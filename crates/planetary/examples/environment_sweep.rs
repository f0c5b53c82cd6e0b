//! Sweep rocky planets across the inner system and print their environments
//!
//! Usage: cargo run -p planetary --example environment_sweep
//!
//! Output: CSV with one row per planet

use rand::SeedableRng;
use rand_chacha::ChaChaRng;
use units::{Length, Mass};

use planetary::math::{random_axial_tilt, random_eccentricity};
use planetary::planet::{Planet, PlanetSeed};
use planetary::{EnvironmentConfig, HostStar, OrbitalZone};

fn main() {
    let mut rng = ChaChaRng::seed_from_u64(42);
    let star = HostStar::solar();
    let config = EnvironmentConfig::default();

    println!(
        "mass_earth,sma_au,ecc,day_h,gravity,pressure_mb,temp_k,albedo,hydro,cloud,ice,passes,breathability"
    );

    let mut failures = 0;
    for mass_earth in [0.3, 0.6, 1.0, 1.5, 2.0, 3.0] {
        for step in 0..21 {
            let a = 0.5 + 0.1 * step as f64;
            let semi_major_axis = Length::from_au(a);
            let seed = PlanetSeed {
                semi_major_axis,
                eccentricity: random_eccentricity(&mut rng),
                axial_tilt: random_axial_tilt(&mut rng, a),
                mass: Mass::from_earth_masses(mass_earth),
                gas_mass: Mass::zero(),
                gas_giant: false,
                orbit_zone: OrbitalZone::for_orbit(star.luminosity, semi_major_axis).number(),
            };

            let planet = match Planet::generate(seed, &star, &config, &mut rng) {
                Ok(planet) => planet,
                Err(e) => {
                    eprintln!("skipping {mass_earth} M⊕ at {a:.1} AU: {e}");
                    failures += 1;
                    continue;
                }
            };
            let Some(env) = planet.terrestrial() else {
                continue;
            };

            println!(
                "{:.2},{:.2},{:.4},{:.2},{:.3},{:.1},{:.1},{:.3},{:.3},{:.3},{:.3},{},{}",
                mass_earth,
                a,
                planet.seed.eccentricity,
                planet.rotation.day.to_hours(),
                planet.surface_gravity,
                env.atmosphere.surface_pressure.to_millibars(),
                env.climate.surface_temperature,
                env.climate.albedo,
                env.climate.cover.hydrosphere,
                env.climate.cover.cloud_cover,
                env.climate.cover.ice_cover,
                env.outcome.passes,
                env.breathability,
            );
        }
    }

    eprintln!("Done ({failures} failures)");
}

□ □ □ □ □

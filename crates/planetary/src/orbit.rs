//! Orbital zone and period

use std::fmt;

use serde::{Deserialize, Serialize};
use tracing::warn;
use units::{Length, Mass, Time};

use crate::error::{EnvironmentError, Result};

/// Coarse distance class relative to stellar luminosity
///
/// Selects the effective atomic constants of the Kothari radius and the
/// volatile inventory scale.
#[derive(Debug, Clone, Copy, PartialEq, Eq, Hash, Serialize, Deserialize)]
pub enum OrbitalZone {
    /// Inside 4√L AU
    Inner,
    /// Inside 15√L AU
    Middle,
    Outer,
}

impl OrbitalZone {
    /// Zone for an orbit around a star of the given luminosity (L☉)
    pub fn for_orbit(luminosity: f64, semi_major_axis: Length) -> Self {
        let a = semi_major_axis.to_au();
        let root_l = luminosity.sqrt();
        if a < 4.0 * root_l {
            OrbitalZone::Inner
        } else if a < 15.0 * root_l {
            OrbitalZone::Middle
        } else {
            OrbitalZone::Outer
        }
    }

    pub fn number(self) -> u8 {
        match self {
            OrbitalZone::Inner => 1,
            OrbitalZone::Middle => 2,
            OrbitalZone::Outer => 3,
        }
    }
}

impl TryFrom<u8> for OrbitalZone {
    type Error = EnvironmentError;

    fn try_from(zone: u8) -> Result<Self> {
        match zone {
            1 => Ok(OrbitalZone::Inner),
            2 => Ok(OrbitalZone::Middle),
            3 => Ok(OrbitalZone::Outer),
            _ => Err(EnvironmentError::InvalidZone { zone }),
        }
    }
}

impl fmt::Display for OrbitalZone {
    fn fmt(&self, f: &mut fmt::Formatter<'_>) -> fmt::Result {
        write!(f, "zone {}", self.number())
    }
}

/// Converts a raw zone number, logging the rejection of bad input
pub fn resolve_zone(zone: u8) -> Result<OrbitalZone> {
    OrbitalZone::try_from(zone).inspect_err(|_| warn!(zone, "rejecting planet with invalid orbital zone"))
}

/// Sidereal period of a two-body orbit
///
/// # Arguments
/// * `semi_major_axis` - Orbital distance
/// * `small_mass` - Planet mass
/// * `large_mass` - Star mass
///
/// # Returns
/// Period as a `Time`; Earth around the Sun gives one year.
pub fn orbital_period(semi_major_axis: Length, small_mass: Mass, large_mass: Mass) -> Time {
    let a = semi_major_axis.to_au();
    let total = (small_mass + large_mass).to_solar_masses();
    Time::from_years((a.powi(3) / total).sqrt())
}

□ □ □ □ □

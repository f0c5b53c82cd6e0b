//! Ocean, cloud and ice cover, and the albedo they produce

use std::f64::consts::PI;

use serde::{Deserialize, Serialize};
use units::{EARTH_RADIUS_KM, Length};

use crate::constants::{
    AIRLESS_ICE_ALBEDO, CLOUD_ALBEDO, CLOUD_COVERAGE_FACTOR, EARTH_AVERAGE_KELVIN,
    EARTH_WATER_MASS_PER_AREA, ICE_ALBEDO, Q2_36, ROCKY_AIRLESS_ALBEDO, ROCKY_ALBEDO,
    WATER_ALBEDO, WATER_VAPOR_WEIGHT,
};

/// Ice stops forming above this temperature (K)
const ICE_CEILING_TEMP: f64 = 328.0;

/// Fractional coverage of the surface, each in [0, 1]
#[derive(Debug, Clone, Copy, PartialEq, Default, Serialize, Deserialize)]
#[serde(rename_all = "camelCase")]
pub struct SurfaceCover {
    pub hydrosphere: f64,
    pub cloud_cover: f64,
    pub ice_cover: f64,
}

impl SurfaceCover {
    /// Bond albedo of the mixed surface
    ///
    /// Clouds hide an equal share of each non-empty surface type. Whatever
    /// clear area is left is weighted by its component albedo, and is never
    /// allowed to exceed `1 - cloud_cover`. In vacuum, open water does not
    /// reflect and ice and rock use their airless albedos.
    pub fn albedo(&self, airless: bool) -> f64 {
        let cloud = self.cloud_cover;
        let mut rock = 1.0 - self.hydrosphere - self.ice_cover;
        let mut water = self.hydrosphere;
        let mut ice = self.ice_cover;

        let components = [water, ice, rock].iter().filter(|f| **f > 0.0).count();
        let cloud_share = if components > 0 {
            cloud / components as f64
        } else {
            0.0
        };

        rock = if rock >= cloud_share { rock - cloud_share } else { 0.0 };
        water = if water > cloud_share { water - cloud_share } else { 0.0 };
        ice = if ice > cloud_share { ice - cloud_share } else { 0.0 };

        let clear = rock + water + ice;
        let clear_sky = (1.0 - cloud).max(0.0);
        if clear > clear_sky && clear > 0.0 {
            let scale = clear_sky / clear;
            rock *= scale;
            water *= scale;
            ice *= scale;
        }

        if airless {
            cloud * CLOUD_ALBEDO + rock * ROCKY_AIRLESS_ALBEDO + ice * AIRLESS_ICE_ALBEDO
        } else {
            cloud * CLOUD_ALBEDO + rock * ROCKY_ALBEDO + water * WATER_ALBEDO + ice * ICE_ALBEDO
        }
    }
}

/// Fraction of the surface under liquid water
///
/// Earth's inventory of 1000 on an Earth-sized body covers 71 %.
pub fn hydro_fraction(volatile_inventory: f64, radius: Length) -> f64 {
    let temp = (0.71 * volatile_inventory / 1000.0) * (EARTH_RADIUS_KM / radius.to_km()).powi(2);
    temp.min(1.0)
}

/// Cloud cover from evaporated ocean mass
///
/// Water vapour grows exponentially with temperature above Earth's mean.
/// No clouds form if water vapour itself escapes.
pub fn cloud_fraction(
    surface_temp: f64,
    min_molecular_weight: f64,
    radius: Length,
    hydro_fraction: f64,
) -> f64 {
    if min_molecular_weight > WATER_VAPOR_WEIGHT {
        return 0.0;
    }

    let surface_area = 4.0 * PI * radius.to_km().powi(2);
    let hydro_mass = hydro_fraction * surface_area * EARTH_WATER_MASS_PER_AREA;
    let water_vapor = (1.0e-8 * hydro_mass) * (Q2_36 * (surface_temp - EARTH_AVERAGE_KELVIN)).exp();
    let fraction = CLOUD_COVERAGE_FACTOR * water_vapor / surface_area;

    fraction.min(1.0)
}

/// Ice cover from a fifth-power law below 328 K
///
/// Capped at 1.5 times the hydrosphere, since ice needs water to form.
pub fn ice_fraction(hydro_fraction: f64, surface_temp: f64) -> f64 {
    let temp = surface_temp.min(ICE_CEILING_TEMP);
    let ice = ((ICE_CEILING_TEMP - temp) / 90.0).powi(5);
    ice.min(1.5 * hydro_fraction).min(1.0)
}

□ □ □ □ □

*What to produce*: If a line in the material above contains "HostStar", show that line.

*Solution to this exercise*:
use planetary::{EnvironmentConfig, HostStar, OrbitalZone};
    let star = HostStar::solar();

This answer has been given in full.